Schuurman has a technical background. He worked with electric vehicles and embedded systems—the computers inserted in forklifts, motor drives, and other machinery—before completing a PhD in machine-learning techniques for computer vision. Now he teaches computer science students heading off to jobs at ChatGPT, Google, and elsewhere. “I encourage them to be like Daniel [in] Babylon,” he says. “Maintain their religious practices and convictions and be salt and light.”

For Christians in tech, being salt and light is a challenging charge. The researchers, engineers, and product managers I spoke with see AI-human relationships as inherently inferior to the human communities in their neighborhoods, workplaces, families, and churches. But they vary in their level of concern about how enticing or even dangerous AI-human relationships could become.

“A lot of the meaning that comes out of these [AI-human] relationships has been neutralized,” says Richard Zhang, a researcher at Google DeepMind. “You’re talking to a robot that spits out information, is tuned for factuality, and has no personality, generally.”

In the same way that he doesn’t see users spend aimless hours on Google Search, Zhang doesn’t think there’s much risk of people getting addicted to their AI. These are tools, not buddies, designed with safeguards around what they can say.

Loving our neighbors in the age of AI isn’t about the bots’ dignity. It’s about our own, as creatures liable to be formed by our creations.

But Lexie Wu, a product manager at Quora working on its AI interface, doesn’t think the problem is that the bots are too bland. It’s that they’re too chummy. A romantic or sexual relationship with a bot is “a definite no” for Christians, she says. Any romantic partner we design to our own satisfaction, like a boyfriend on Replika, goes against God’s design for mutually sacrificial marriage. But Wu is also a little uncomfortable with a bot acting as a supportive friend.

“You’re telling it about a work problem, and it’ll be like, ‘You got this, honey, you can kill it,’” she says. That manufactured familiarity—terms of endearment from a machine that doesn’t actually care or feel emotion—is “trying to replace a human connection that is not meant to be replaced.”
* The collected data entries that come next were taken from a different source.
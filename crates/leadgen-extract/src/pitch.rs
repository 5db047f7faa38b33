//! Outreach pitch generation across the configured providers.

use leadgen_core::{AppConfig, AppSettings, Lead, PitchModel, ServiceCatalog, ServiceId, ServiceOffer};
use serde::Serialize;

use crate::anthropic::AnthropicClient;
use crate::error::{classify, ExtractionError, ProviderError};
use crate::gemini::GeminiClient;
use crate::openai::ChatCompletionsClient;
use crate::prompt::pitch_prompt;
use crate::provider::{GenerationBackend, GenerationRequest};

pub const DEFAULT_PITCH_TEMPERATURE: f32 = 0.7;

/// A generated pitch and what produced it.
#[derive(Debug, Clone, PartialEq, Serialize)]
pub struct Pitch {
    pub service_id: ServiceId,
    pub provider: PitchModel,
    pub pitch: String,
}

/// The provider a pitch will be sent to and the key to send.
#[derive(Debug, Clone, Copy, PartialEq, Eq)]
pub struct PitchRoute<'a> {
    pub model: PitchModel,
    pub api_key: &'a str,
}

/// Picks the pitch provider: the selected model when its key is set, else
/// Gemini when a Gemini key is set.
///
/// # Errors
///
/// Returns [`ExtractionError::MissingCredential`] naming the selected
/// provider when neither key is available.
pub fn resolve_pitch_route(settings: &AppSettings) -> Result<PitchRoute<'_>, ExtractionError> {
    let selected = settings.pitch_model;
    if let Some(api_key) = settings.key_for(selected) {
        return Ok(PitchRoute {
            model: selected,
            api_key,
        });
    }

    if let Some(api_key) = settings.key_for(PitchModel::Gemini) {
        tracing::warn!(
            selected = %selected,
            "no key for selected pitch model; falling back to Gemini"
        );
        return Ok(PitchRoute {
            model: PitchModel::Gemini,
            api_key,
        });
    }

    Err(ExtractionError::MissingCredential {
        provider: selected.display_name(),
    })
}

/// The service to pitch: the requested one, else the lead's recommendation.
#[must_use]
pub fn pitch_service<'a>(
    catalog: &'a ServiceCatalog,
    lead: &Lead,
    requested: Option<ServiceId>,
) -> Option<&'a ServiceOffer> {
    catalog.find(requested.unwrap_or(lead.recommended_service))
}

/// One client per pitch provider.
pub struct PitchClients {
    pub gemini: GeminiClient,
    pub openai: ChatCompletionsClient,
    pub grok: ChatCompletionsClient,
    pub claude: AnthropicClient,
    pub temperature: f32,
}

impl PitchClients {
    /// # Errors
    ///
    /// Returns [`ProviderError::Http`] if any HTTP client cannot be built.
    pub fn from_config(config: &AppConfig) -> Result<Self, ProviderError> {
        Ok(Self {
            gemini: GeminiClient::from_config(config)?,
            openai: ChatCompletionsClient::openai(config)?,
            grok: ChatCompletionsClient::grok(config)?,
            claude: AnthropicClient::from_config(config)?,
            temperature: config.pitch_temperature,
        })
    }

    /// Generates one pitch. Exactly one provider request, no retries.
    ///
    /// # Errors
    ///
    /// Returns [`ExtractionError::MissingCredential`] when no usable key is
    /// configured, [`ExtractionError::EmptyResponse`] when the provider
    /// returns no text, or a classified provider failure.
    pub async fn generate_pitch(
        &self,
        settings: &AppSettings,
        service: &ServiceOffer,
        lead: &Lead,
    ) -> Result<Pitch, ExtractionError> {
        let route = resolve_pitch_route(settings)?;
        let request =
            GenerationRequest::new(pitch_prompt(service, lead)).with_temperature(self.temperature);

        tracing::info!(
            provider = %route.model,
            service = %service.id,
            lead = %lead.name,
            "generating pitch"
        );

        let text = match route.model {
            PitchModel::Gemini => run(&self.gemini, route.api_key, &request).await?,
            PitchModel::OpenAi => run(&self.openai, route.api_key, &request).await?,
            PitchModel::Grok => run(&self.grok, route.api_key, &request).await?,
            PitchModel::Claude => run(&self.claude, route.api_key, &request).await?,
        };

        Ok(Pitch {
            service_id: service.id,
            provider: route.model,
            pitch: text.trim().to_string(),
        })
    }
}

async fn run<B: GenerationBackend>(
    backend: &B,
    api_key: &str,
    request: &GenerationRequest,
) -> Result<String, ExtractionError> {
    match backend.generate(api_key, request).await {
        Ok(Some(text)) => Ok(text),
        Ok(None) => Err(ExtractionError::EmptyResponse),
        Err(e) => {
            let classified = classify(&e);
            tracing::error!(
                provider = backend.provider(),
                error = %e,
                kind = classified.code(),
                "pitch request failed"
            );
            Err(classified)
        }
    }
}
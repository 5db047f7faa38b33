//! Search, export and pitch command handlers.

use std::path::{Path, PathBuf};

use leadgen_core::{HistoryItem, Lead, SearchParams, ServiceId};
use leadgen_extract::{
    extract_leads, leads_to_csv, pitch_service, GeminiClient, PitchClients, Progress, ProgressFn,
};

use crate::context::CliContext;

/// Run one extraction, print the leads, and optionally write CSV and record
/// the search in history.
///
/// # Errors
///
/// Returns an error if the parameters are invalid, the extraction fails, or
/// the CSV file or history cannot be written.
pub(crate) async fn run_search(
    ctx: &CliContext,
    niche: &str,
    location: &str,
    count: u32,
    output: Option<&Path>,
    record_history: bool,
) -> anyhow::Result<()> {
    let params = SearchParams::new(niche, location, count)?;
    let settings = ctx.settings()?;
    let client = GeminiClient::from_config(&ctx.config)?;

    let progress = |step: Progress| println!("{step}");
    let leads = extract_leads(
        &client,
        &settings.gemini_key,
        &params,
        ctx.config.extraction_temperature,
        Some(&progress as &ProgressFn),
    )
    .await?;

    println!();
    print_leads(leads.iter().enumerate());
    println!(
        "\n{} lead(s) for \"{}\" in {}",
        leads.len(),
        params.niche,
        params.location
    );

    if let Some(path) = output {
        write_csv(path, &leads)?;
    }

    if record_history {
        let mut history = ctx.history()?;
        let id = history.record(params, leads).id.clone();
        history.save(&ctx.store)?;
        println!("saved to history as {id}");
    }

    Ok(())
}

/// Write a past search's leads as CSV.
///
/// # Errors
///
/// Returns an error if the history item does not exist or the file cannot be
/// written.
pub(crate) fn run_export(ctx: &CliContext, id: &str, output: Option<&Path>) -> anyhow::Result<()> {
    let history = ctx.history()?;
    let item = find_item(history.items(), id)?;

    let path = output.map_or_else(
        || PathBuf::from(format!("{}.csv", item.params.export_stem())),
        Path::to_path_buf,
    );
    write_csv(&path, &item.leads)
}

/// Draft a pitch for one lead of a past search.
///
/// # Errors
///
/// Returns an error if the history item, lead or service cannot be found,
/// or if pitch generation fails.
pub(crate) async fn run_pitch(
    ctx: &CliContext,
    id: &str,
    lead_number: usize,
    service: Option<ServiceId>,
) -> anyhow::Result<()> {
    let history = ctx.history()?;
    let item = find_item(history.items(), id)?;
    let lead = lead_at(&item.leads, lead_number)?;

    let offer = pitch_service(&ctx.catalog, lead, service).ok_or_else(|| {
        anyhow::anyhow!(
            "service '{}' is not in the catalog; run `services` to list offers",
            service.unwrap_or(lead.recommended_service)
        )
    })?;

    let settings = ctx.settings()?;
    let clients = PitchClients::from_config(&ctx.config)?;
    let pitch = clients.generate_pitch(&settings, offer, lead).await?;

    println!(
        "Pitching {} to {} (via {})\n",
        offer.title,
        lead.name,
        pitch.provider.display_name()
    );
    println!("{}", pitch.pitch);
    Ok(())
}

pub(crate) fn find_item<'a>(items: &'a [HistoryItem], id: &str) -> anyhow::Result<&'a HistoryItem> {
    items
        .iter()
        .find(|item| item.id == id)
        .ok_or_else(|| anyhow::anyhow!("history item '{id}' not found; run `history list`"))
}

/// Resolves a 1-based lead number.
fn lead_at(leads: &[Lead], number: usize) -> anyhow::Result<&Lead> {
    number
        .checked_sub(1)
        .and_then(|i| leads.get(i))
        .ok_or_else(|| {
            anyhow::anyhow!(
                "lead {number} does not exist; this search has {} lead(s)",
                leads.len()
            )
        })
}

/// Writes leads as CSV. No leads means no file.
fn write_csv(path: &Path, leads: &[Lead]) -> anyhow::Result<()> {
    if leads.is_empty() {
        println!("no leads; nothing written to {}", path.display());
        return Ok(());
    }
    std::fs::write(path, leads_to_csv(leads))?;
    tracing::info!(path = %path.display(), leads = leads.len(), "wrote CSV export");
    println!("wrote {} lead(s) to {}", leads.len(), path.display());
    Ok(())
}

/// Print leads as a table, numbered from 1 in their original order.
pub(crate) fn print_leads<'a>(leads: impl IntoIterator<Item = (usize, &'a Lead)>) {
    let header = format!(
        "{:<4}{:<32}{:<16}{:<8}{:<9}{:<8}WEBSITE",
        "#", "NAME", "PHONE", "RATING", "REVIEWS", "PITCH"
    );
    println!("{header}");
    for (index, lead) in leads {
        let website = if lead.has_website() {
            lead.website.as_str()
        } else {
            "\u{2014}"
        };
        println!(
            "{:<4}{:<32}{:<16}{:<8}{:<9}{:<8}{}",
            index + 1,
            truncate(&lead.name, 30),
            truncate(&lead.phone, 15),
            lead.rating,
            lead.review_count,
            lead.recommended_service.as_str(),
            website
        );
    }
}

pub(crate) fn truncate(value: &str, max: usize) -> String {
    if value.chars().count() > max {
        format!("{}...", value.chars().take(max.saturating_sub(3)).collect::<String>())
    } else {
        value.to_string()
    }
}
That doesn’t mean all bot-human interactions should be avoided. AI therapists, for example, might be more affordable and immediately accessible than human mental health professionals with copays and long waitlists. Perhaps they work best as an initial intervention, sending links to online resources, reframing self-deprecating comments, or screening for suicidal ideation.

But they might not be suited for long-term treatment. Unlike a human therapist—someone who knows our stories, our strengths and weaknesses—AI chatbots take us at face value, Wu says, discounting that sometimes “we are unreliable narrators.” They aren’t learning about who you are and can’t “sniff out the ways that you’re lying to yourself,” she adds.

We divulge to bots because we know they won’t judge us, Huizinga says. But sometimes, “godly conviction requires us to feel bad about ourselves in the right way.”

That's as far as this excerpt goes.